The index is the value dereferenced from the pointer that startPtr is pointing to.

Loop example

Now we know it retrieves the index from the queue, we need to find out how this queue is populated.

Looking at references to the queue, we see the function that loads the libraries accesses it many times. Now it's quite confusing to reverse this part on how the queue is populated. The easiest way is to debug and check the queue after the load library function is ran.

When we debug and check against the DLLs that ran, we see a certain pattern. When we load a random DLL, we see that the queue will be populated with a lot of entries. However, if we try to load 9998.dll by putting the id as 9998 in little endian, we see that the load library function runs very quickly because the DLL does not have any imports. We can also see that the queue contains only 1 entry, which is a pointer to the current DLL index 9998! From this, we can guess that the load library function populates the queue based on each DDL ID, including the ID of the other DLLs it imports since load library would run recursively.
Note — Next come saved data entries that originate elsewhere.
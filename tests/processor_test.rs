//! Tests for the threaded run loop.
//!
//! Programs report progress through a write-only port at $F000 and can switch
//! the processor off by writing $F001. The test thread only ever talks to the
//! running core through the control lines.

use std::sync::atomic::{AtomicU8, Ordering};
use std::sync::Arc;
use std::thread;
use std::time::{Duration, Instant};

use lib65c02::{
    Config, Cpu, FlatMemory, MemoryBus, PowerState, Processor, Signals, UnimplementedPolicy,
};

const PORT: u16 = 0xF000;
const POWER_SWITCH: u16 = 0xF001;

struct Board {
    ram: FlatMemory,
    port: Arc<AtomicU8>,
    signals: Arc<Signals>,
}

impl MemoryBus for Board {
    fn read(&self, addr: u16) -> u8 {
        self.ram.read(addr)
    }

    fn write(&mut self, addr: u16, value: u8) {
        match addr {
            PORT => self.port.store(value, Ordering::SeqCst),
            POWER_SWITCH => self.signals.power_off(),
            _ => self.ram.write(addr, value),
        }
    }
}

/// Builds a processor running `program` from $8000, with NMI and IRQ handlers
/// loaded at $9000 and $A000.
fn setup_processor(
    config: Config,
    program: &[u8],
    nmi_handler: &[u8],
    irq_handler: &[u8],
) -> (Processor<Board>, Arc<AtomicU8>) {
    let mut ram = FlatMemory::new();
    ram.write_u16(0xFFFA, 0x9000);
    ram.write_u16(0xFFFC, 0x8000);
    ram.write_u16(0xFFFE, 0xA000);
    ram.load(0x8000, program);
    ram.load(0x9000, nmi_handler);
    ram.load(0xA000, irq_handler);

    let signals = Arc::new(Signals::new(&config));
    let port = Arc::new(AtomicU8::new(0));
    let board = Board {
        ram,
        port: Arc::clone(&port),
        signals: Arc::clone(&signals),
    };
    let processor = Processor::from_cpu(Cpu::with_signals(board, signals));
    (processor, port)
}

/// Default options with STP and WAI enabled.
fn pausable() -> Config {
    Config::default().with_pausable(true)
}

fn start(processor: &mut Processor<Board>) {
    processor.power_on().unwrap();
    processor.reset_low();
    processor.reset_high();
}

fn wait_for(what: &str, mut condition: impl FnMut() -> bool) {
    let deadline = Instant::now() + Duration::from_secs(5);
    while !condition() {
        assert!(Instant::now() < deadline, "timed out waiting for {}", what);
        thread::sleep(Duration::from_millis(1));
    }
}

// ========== Power ==========

#[test]
fn test_program_switches_itself_off() {
    // LDA #$42; STA $10; STA $F001
    let program = [0xA9, 0x42, 0x85, 0x10, 0x8D, 0x01, 0xF0];
    let (mut processor, _) = setup_processor(Config::default(), &program, &[], &[]);

    start(&mut processor);
    processor.wait_halted().unwrap();

    assert_eq!(processor.state(), PowerState::Halted);
    assert!(!processor.failed());
    assert_eq!(processor.failure_message(), None);

    let cpu = processor.cpu().unwrap();
    assert_eq!(cpu.memory().read(0x0010), 0x42);
    // Registers read zero once halted
    assert_eq!((cpu.a(), cpu.x(), cpu.y(), cpu.sp(), cpu.pc()), (0, 0, 0, 0, 0));
    assert_eq!(cpu.status(), 0);
    assert_eq!(processor.stack_pointer(), 0);
}

#[test]
fn test_awaits_reset_before_running() {
    // LDA #1; STA $F000; BRA *
    let program = [0xA9, 0x01, 0x8D, 0x00, 0xF0, 0x80, 0xFE];
    let (mut processor, port) = setup_processor(Config::default(), &program, &[], &[]);

    processor.power_on().unwrap();
    wait_for("awaiting reset", || processor.state() == PowerState::AwaitingReset);
    thread::sleep(Duration::from_millis(20));
    assert_eq!(port.load(Ordering::SeqCst), 0);

    processor.reset_high();
    wait_for("program output", || port.load(Ordering::SeqCst) == 1);
    assert_eq!(processor.state(), PowerState::Running);

    processor.power_off().unwrap();
    assert_eq!(processor.state(), PowerState::Halted);
}

#[test]
fn test_power_on_while_running_is_ignored() {
    let program = [0x80, 0xFE]; // BRA *
    let (mut processor, _) = setup_processor(Config::default(), &program, &[], &[]);

    start(&mut processor);
    wait_for("running", || processor.state() == PowerState::Running);
    processor.power_on().unwrap();
    assert!(processor.is_running());
    assert_eq!(processor.state(), PowerState::Running);

    processor.power_off().unwrap();
    assert!(!processor.is_running());
}

#[test]
fn test_power_cycle_restarts_from_reset_vector() {
    // INC $10; LDA $10; STA $F000; STA $F001
    let program = [0xE6, 0x10, 0xA5, 0x10, 0x8D, 0x00, 0xF0, 0x8D, 0x01, 0xF0];
    let (mut processor, port) = setup_processor(Config::default(), &program, &[], &[]);

    start(&mut processor);
    processor.wait_halted().unwrap();
    assert_eq!(port.load(Ordering::SeqCst), 1);

    start(&mut processor);
    processor.wait_halted().unwrap();
    // Memory survives a power cycle
    assert_eq!(port.load(Ordering::SeqCst), 2);
}

#[test]
fn test_drop_powers_off() {
    let program = [0x80, 0xFE];
    let (mut processor, _) = setup_processor(Config::default(), &program, &[], &[]);
    let signals = Arc::clone(processor.signals());

    start(&mut processor);
    wait_for("running", || signals.state() == PowerState::Running);
    drop(processor);

    assert_eq!(signals.state(), PowerState::Halted);
    assert!(!signals.powered());
}

// ========== Failures ==========

#[test]
fn test_unimplemented_opcode_halts_with_message() {
    let config = Config::default().with_unimplemented(UnimplementedPolicy::Fail);
    let program = [0xEA, 0xEA, 0x44, 0x00]; // NOP; NOP; MVP
    let (mut processor, _) = setup_processor(config, &program, &[], &[]);

    start(&mut processor);
    processor.wait_halted().unwrap();

    assert_eq!(processor.state(), PowerState::Halted);
    assert!(processor.failed());
    assert_eq!(
        processor.failure_message().as_deref(),
        Some("Unimplemented instruction at $8002: $44")
    );
    assert_eq!(processor.cpu().map(|cpu| cpu.pc()), Some(0));
}

#[test]
fn test_power_on_clears_previous_failure() {
    let config = Config::default().with_unimplemented(UnimplementedPolicy::Fail);
    let (mut processor, _) = setup_processor(config, &[0x02, 0x00], &[], &[]);

    start(&mut processor);
    processor.wait_halted().unwrap();
    assert!(processor.failed());

    processor.power_on().unwrap();
    assert!(!processor.failed());
    assert_eq!(processor.failure_message(), None);
    processor.power_off().unwrap();
}

#[test]
fn test_cancel_stopped_clock_is_fatal() {
    let program = [0xEA, 0xDB]; // NOP; STP
    let (mut processor, _) = setup_processor(pausable(), &program, &[], &[]);

    start(&mut processor);
    wait_for("stack pointer published", || processor.stack_pointer() == 0xFD);
    processor.cancel();
    processor.wait_halted().unwrap();

    assert!(processor.failed());
    assert_eq!(processor.failure_message().as_deref(), Some("wait cancelled"));
}

// ========== Reset Line ==========

#[test]
fn test_reset_held_low_suspends_execution() {
    // loop: INC A; STA $F000; BRA loop
    let program = [0x1A, 0x8D, 0x00, 0xF0, 0x80, 0xFA];
    let (mut processor, port) = setup_processor(Config::default(), &program, &[], &[]);

    start(&mut processor);
    wait_for("program output", || port.load(Ordering::SeqCst) != 0);

    processor.reset_low();
    thread::sleep(Duration::from_millis(20));
    let held = port.load(Ordering::SeqCst);
    thread::sleep(Duration::from_millis(20));
    assert_eq!(port.load(Ordering::SeqCst), held);
    assert_eq!(processor.state(), PowerState::Running);

    processor.reset_high();
    wait_for("execution to resume", || port.load(Ordering::SeqCst) != held);

    processor.power_off().unwrap();
}

// ========== STP / WAI ==========

#[test]
fn test_stp_waits_for_reset() {
    // INC $10; LDA $10; STA $F000; STP
    let program = [0xE6, 0x10, 0xA5, 0x10, 0x8D, 0x00, 0xF0, 0xDB];
    let (mut processor, port) = setup_processor(pausable(), &program, &[], &[]);

    start(&mut processor);
    wait_for("first pass", || port.load(Ordering::SeqCst) == 1);
    thread::sleep(Duration::from_millis(20));
    assert_eq!(port.load(Ordering::SeqCst), 1);
    assert_eq!(processor.state(), PowerState::Running);

    processor.reset_low();
    processor.reset_high();
    wait_for("second pass", || port.load(Ordering::SeqCst) == 2);

    processor.power_off().unwrap();
    assert!(!processor.failed());
}

#[test]
fn test_stp_released_by_power_off() {
    let (mut processor, _) = setup_processor(pausable(), &[0xEA, 0xDB], &[], &[]);

    start(&mut processor);
    wait_for("stack pointer published", || processor.stack_pointer() == 0xFD);
    processor.power_off().unwrap();

    assert_eq!(processor.state(), PowerState::Halted);
    assert!(!processor.failed());
}

#[test]
fn test_wai_released_by_masked_irq() {
    // SEI; LDA #1; STA $F000; WAI; LDA #2; STA $F000; STP
    let program = [
        0x78, 0xA9, 0x01, 0x8D, 0x00, 0xF0, 0xCB, 0xA9, 0x02, 0x8D, 0x00, 0xF0, 0xDB,
    ];
    // The IRQ handler would report 0xEE
    let irq_handler = [0xA9, 0xEE, 0x8D, 0x00, 0xF0, 0xDB];
    let (mut processor, port) = setup_processor(pausable(), &program, &[], &irq_handler);

    start(&mut processor);
    wait_for("before WAI", || port.load(Ordering::SeqCst) == 1);
    thread::sleep(Duration::from_millis(20));
    assert_eq!(port.load(Ordering::SeqCst), 1);

    processor.irq_low();
    wait_for("after WAI", || port.load(Ordering::SeqCst) == 2);

    processor.power_off().unwrap();
}

#[test]
fn test_wai_released_by_nmi() {
    // LDA #1; STA $F000; WAI; STP
    let program = [0xA9, 0x01, 0x8D, 0x00, 0xF0, 0xCB, 0xDB];
    // LDA #3; STA $F000; STP
    let nmi_handler = [0xA9, 0x03, 0x8D, 0x00, 0xF0, 0xDB];
    let (mut processor, port) = setup_processor(pausable(), &program, &nmi_handler, &[]);

    start(&mut processor);
    wait_for("before WAI", || port.load(Ordering::SeqCst) == 1);

    processor.nmi_low();
    wait_for("NMI handler", || port.load(Ordering::SeqCst) == 3);

    processor.power_off().unwrap();
}

// ========== Pacing ==========

#[test]
fn test_cycle_period_throttles_execution() {
    // 20 NOPs (40 cycles), then power off
    let mut program = vec![0xEA; 20];
    program.extend_from_slice(&[0x8D, 0x01, 0xF0]);
    let config = Config::default().with_cycle_period_ns(1_000_000);
    let (mut processor, _) = setup_processor(config, &program, &[], &[]);

    let started = Instant::now();
    start(&mut processor);
    processor.wait_halted().unwrap();

    assert!(started.elapsed() >= Duration::from_millis(40));
    assert!(!processor.failed());
}

#[test]
fn test_cycle_period_changed_at_runtime() {
    let program = [0x80, 0xFE]; // BRA *
    let config = Config::default().with_cycle_period_ns(10_000_000);
    let (mut processor, _) = setup_processor(config, &program, &[], &[]);

    start(&mut processor);
    wait_for("running", || processor.state() == PowerState::Running);
    processor.set_cycle_period_ns(0);
    processor.power_off().unwrap();

    assert_eq!(processor.signals().cycle_period_ns(), 0);
    assert!(!processor.failed());
}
Now we know that depending on the DLL ID provided, it will populate the queue with indices that are the IDs of every imported DLL recursively, and then each ID is used as an offset to the targetInp from which to add the order to.

In pseudo-python code, the main code of the executable is doing:

Given that we know that at each loop, it adds all indices by the loop counter, how do we get the right order so that the target matches the goal?

We first need to extract all imports for every single DLL. This gives us an idea of what indices of targetInp are incremented for each DLL ID we give. I used GPT to generate a python script for extracting the imports recursively for each every DLL ID. This script outputs a sets.json containing a json file entries {ID: list_of_imports}.

After the import lists are extracted, we can ask GPT to create another script for solving the order given the import lists and the list of goals.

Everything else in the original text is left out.